Is there a way to print the first column and last columns clearly with sed and awk commands?

Sample input:

foo|dog|cat|mouse|lion|ox|tiger|bar

Best Answer

Almost there. Just put both column references next to each other.

cat logfile | sed 's/|/ /' | awk '{print $1, $8}'

Also note that you don't need cat here.

sed 's/|/ /' logfile | awk '{print $1, $8}'

Also note you can tell awk that the column separators is |, instead of blanks, so you don't need sed either.

awk -F '|' '{print $1, $8}' logfile

As per suggestions by Caleb, if you want a solution that still outputs the last field, even if there are not exactly eight, you can use $NF.
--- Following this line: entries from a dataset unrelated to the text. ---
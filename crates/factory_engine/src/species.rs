//! Species database for the rental pool.
//!
//! Entries carry Gen III base stats in the order HP, Atk, Def, SpAtk, SpDef,
//! Spd, the two types (second slot `Type::None` for mono-types), and the two
//! ability slots (second slot `AbilityId::None` when the species has only
//! one ability).

use crate::types::Type;

#[derive(Debug, Clone, Copy, PartialEq, Eq, Default)]
#[repr(u8)]
pub enum AbilityId {
    #[default]
    None = 0,
    Blaze,
    ClearBody,
    Guts,
    Illuminate,
    Immunity,
    InnerFocus,
    Insomnia,
    Intimidate,
    KeenEye,
    Levitate,
    Limber,
    MagmaArmor,
    NaturalCure,
    Overgrow,
    OwnTempo,
    Pressure,
    RockHead,
    SereneGrace,
    ShellArmor,
    Static,
    Sturdy,
    Synchronize,
    ThickFat,
    Torrent,
    VitalSpirit,
    WaterAbsorb,
    WaterVeil,
    WhiteSmoke,
    WonderGuard,
}

impl AbilityId {
    /// Abilities that block incoming stat-stage drops (Gen III pair).
    #[inline]
    pub const fn blocks_stat_drops(self) -> bool {
        matches!(self, AbilityId::ClearBody | AbilityId::WhiteSmoke)
    }
}

#[derive(Debug, Clone, Copy, PartialEq, Eq, Hash, Default)]
#[repr(u16)]
pub enum SpeciesId {
    #[default]
    Venusaur = 0,
    Charizard,
    Blastoise,
    Pikachu,
    Farfetchd,
    Chansey,
    Ditto,
    Snorlax,
    Gengar,
    Alakazam,
    Machamp,
    Starmie,
    Weezing,
    Lapras,
    Aerodactyl,
    Zapdos,
    Dragonite,
    Sceptile,
    Blaziken,
    Swampert,
    Gyarados,
    Skarmory,
    Torkoal,
    Shedinja,
    Metagross,
    Salamence,
}

impl SpeciesId {
    pub const COUNT: usize = 26;
}

#[derive(Debug, Clone, Copy)]
pub struct SpeciesData {
    pub name: &'static str,
    /// Base stats: HP, Atk, Def, SpAtk, SpDef, Spd.
    pub base_stats: [u8; 6],
    pub type1: Type,
    pub type2: Type,
    pub ability1: AbilityId,
    pub ability2: AbilityId,
}

#[rustfmt::skip]
pub static SPECIES: [SpeciesData; SpeciesId::COUNT] = [
    SpeciesData { name: "Venusaur",   base_stats: [ 80,  82,  83, 100, 100,  80], type1: Type::Grass,    type2: Type::Poison,   ability1: AbilityId::Overgrow,    ability2: AbilityId::None },
    SpeciesData { name: "Charizard",  base_stats: [ 78,  84,  78, 109,  85, 100], type1: Type::Fire,     type2: Type::Flying,   ability1: AbilityId::Blaze,       ability2: AbilityId::None },
    SpeciesData { name: "Blastoise",  base_stats: [ 79,  83, 100,  85, 105,  78], type1: Type::Water,    type2: Type::None,     ability1: AbilityId::Torrent,     ability2: AbilityId::None },
    SpeciesData { name: "Pikachu",    base_stats: [ 35,  55,  30,  50,  40,  90], type1: Type::Electric, type2: Type::None,     ability1: AbilityId::Static,      ability2: AbilityId::None },
    SpeciesData { name: "Farfetch'd", base_stats: [ 52,  65,  55,  58,  62,  60], type1: Type::Normal,   type2: Type::Flying,   ability1: AbilityId::KeenEye,     ability2: AbilityId::InnerFocus },
    SpeciesData { name: "Chansey",    base_stats: [250,   5,   5,  35, 105,  50], type1: Type::Normal,   type2: Type::None,     ability1: AbilityId::NaturalCure, ability2: AbilityId::SereneGrace },
    SpeciesData { name: "Ditto",      base_stats: [ 48,  48,  48,  48,  48,  48], type1: Type::Normal,   type2: Type::None,     ability1: AbilityId::Limber,      ability2: AbilityId::None },
    SpeciesData { name: "Snorlax",    base_stats: [160, 110,  65,  65, 110,  30], type1: Type::Normal,   type2: Type::None,     ability1: AbilityId::Immunity,    ability2: AbilityId::ThickFat },
    SpeciesData { name: "Gengar",     base_stats: [ 60,  65,  60, 130,  75, 110], type1: Type::Ghost,    type2: Type::Poison,   ability1: AbilityId::Levitate,    ability2: AbilityId::None },
    SpeciesData { name: "Alakazam",   base_stats: [ 55,  50,  45, 135,  85, 120], type1: Type::Psychic,  type2: Type::None,     ability1: AbilityId::Synchronize, ability2: AbilityId::InnerFocus },
    SpeciesData { name: "Machamp",    base_stats: [ 90, 130,  80,  65,  85,  55], type1: Type::Fighting, type2: Type::None,     ability1: AbilityId::Guts,        ability2: AbilityId::None },
    SpeciesData { name: "Starmie",    base_stats: [ 60,  75,  85, 100,  85, 115], type1: Type::Water,    type2: Type::Psychic,  ability1: AbilityId::Illuminate,  ability2: AbilityId::NaturalCure },
    SpeciesData { name: "Weezing",    base_stats: [ 65,  90, 120,  85,  70,  60], type1: Type::Poison,   type2: Type::None,     ability1: AbilityId::Levitate,    ability2: AbilityId::None },
    SpeciesData { name: "Lapras",     base_stats: [130,  85,  80,  85,  95,  60], type1: Type::Water,    type2: Type::Ice,      ability1: AbilityId::WaterAbsorb, ability2: AbilityId::ShellArmor },
    SpeciesData { name: "Aerodactyl", base_stats: [ 80, 105,  65,  60,  75, 130], type1: Type::Rock,     type2: Type::Flying,   ability1: AbilityId::RockHead,    ability2: AbilityId::Pressure },
    SpeciesData { name: "Zapdos",     base_stats: [ 90,  90,  85, 125,  90, 100], type1: Type::Electric, type2: Type::Flying,   ability1: AbilityId::Pressure,    ability2: AbilityId::None },
    SpeciesData { name: "Dragonite",  base_stats: [ 91, 134,  95, 100, 100,  80], type1: Type::Dragon,   type2: Type::Flying,   ability1: AbilityId::InnerFocus,  ability2: AbilityId::None },
    SpeciesData { name: "Sceptile",   base_stats: [ 70,  85,  65, 105,  85, 120], type1: Type::Grass,    type2: Type::None,     ability1: AbilityId::Overgrow,    ability2: AbilityId::None },
    SpeciesData { name: "Blaziken",   base_stats: [ 80, 120,  70, 110,  70,  80], type1: Type::Fire,     type2: Type::Fighting, ability1: AbilityId::Blaze,       ability2: AbilityId::None },
    SpeciesData { name: "Swampert",   base_stats: [100, 110,  90,  85,  90,  60], type1: Type::Water,    type2: Type::Ground,   ability1: AbilityId::Torrent,     ability2: AbilityId::None },
    SpeciesData { name: "Gyarados",   base_stats: [ 95, 125,  79,  60, 100,  81], type1: Type::Water,    type2: Type::Flying,   ability1: AbilityId::Intimidate,  ability2: AbilityId::None },
    SpeciesData { name: "Skarmory",   base_stats: [ 65,  80, 140,  40,  70,  70], type1: Type::Steel,    type2: Type::Flying,   ability1: AbilityId::KeenEye,     ability2: AbilityId::Sturdy },
    SpeciesData { name: "Torkoal",    base_stats: [ 70,  85, 140,  85,  70,  20], type1: Type::Fire,     type2: Type::None,     ability1: AbilityId::WhiteSmoke,  ability2: AbilityId::None },
    SpeciesData { name: "Shedinja",   base_stats: [  1,  90,  45,  30,  30,  40], type1: Type::Bug,      type2: Type::Ghost,    ability1: AbilityId::WonderGuard, ability2: AbilityId::None },
    SpeciesData { name: "Metagross",  base_stats: [ 80, 135, 130,  95,  90,  70], type1: Type::Steel,    type2: Type::Psychic,  ability1: AbilityId::ClearBody,   ability2: AbilityId::None },
    SpeciesData { name: "Salamence",  base_stats: [ 95, 135,  80, 110,  80, 100], type1: Type::Dragon,   type2: Type::Flying,   ability1: AbilityId::Intimidate,  ability2: AbilityId::None },
];

#[inline]
pub fn get_species_data(id: SpeciesId) -> &'static SpeciesData {
    &SPECIES[id as usize]
}

/// Case-insensitive lookup by display name, for host-side team files.
pub fn species_by_name(name: &str) -> Option<SpeciesId> {
    SPECIES
        .iter()
        .position(|s| s.name.eq_ignore_ascii_case(name))
        .map(|i| {
            // Discriminants are dense and start at zero, so the position is
            // the id.
            // SAFETY: `i < SpeciesId::COUNT` and every value in that range
            // is a declared discriminant.
            unsafe { std::mem::transmute::<u16, SpeciesId>(i as u16) }
        })
}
awk -F '|' '{print $1, $NF}' logfile

Also, if you want the output to retain the | separators, instead of using a space, you can specify the output field separators. Unfortunately, it's a bit more clumsy than just using the -F flag, but here are three approaches.

  • You can assign the input and output field separators in awk itself, in the BEGIN block.

    awk 'BEGIN {FS = OFS = "|"} {print $1, $8}' logfile

  • You can assign these variables when calling awk from the command line, via the -v flag.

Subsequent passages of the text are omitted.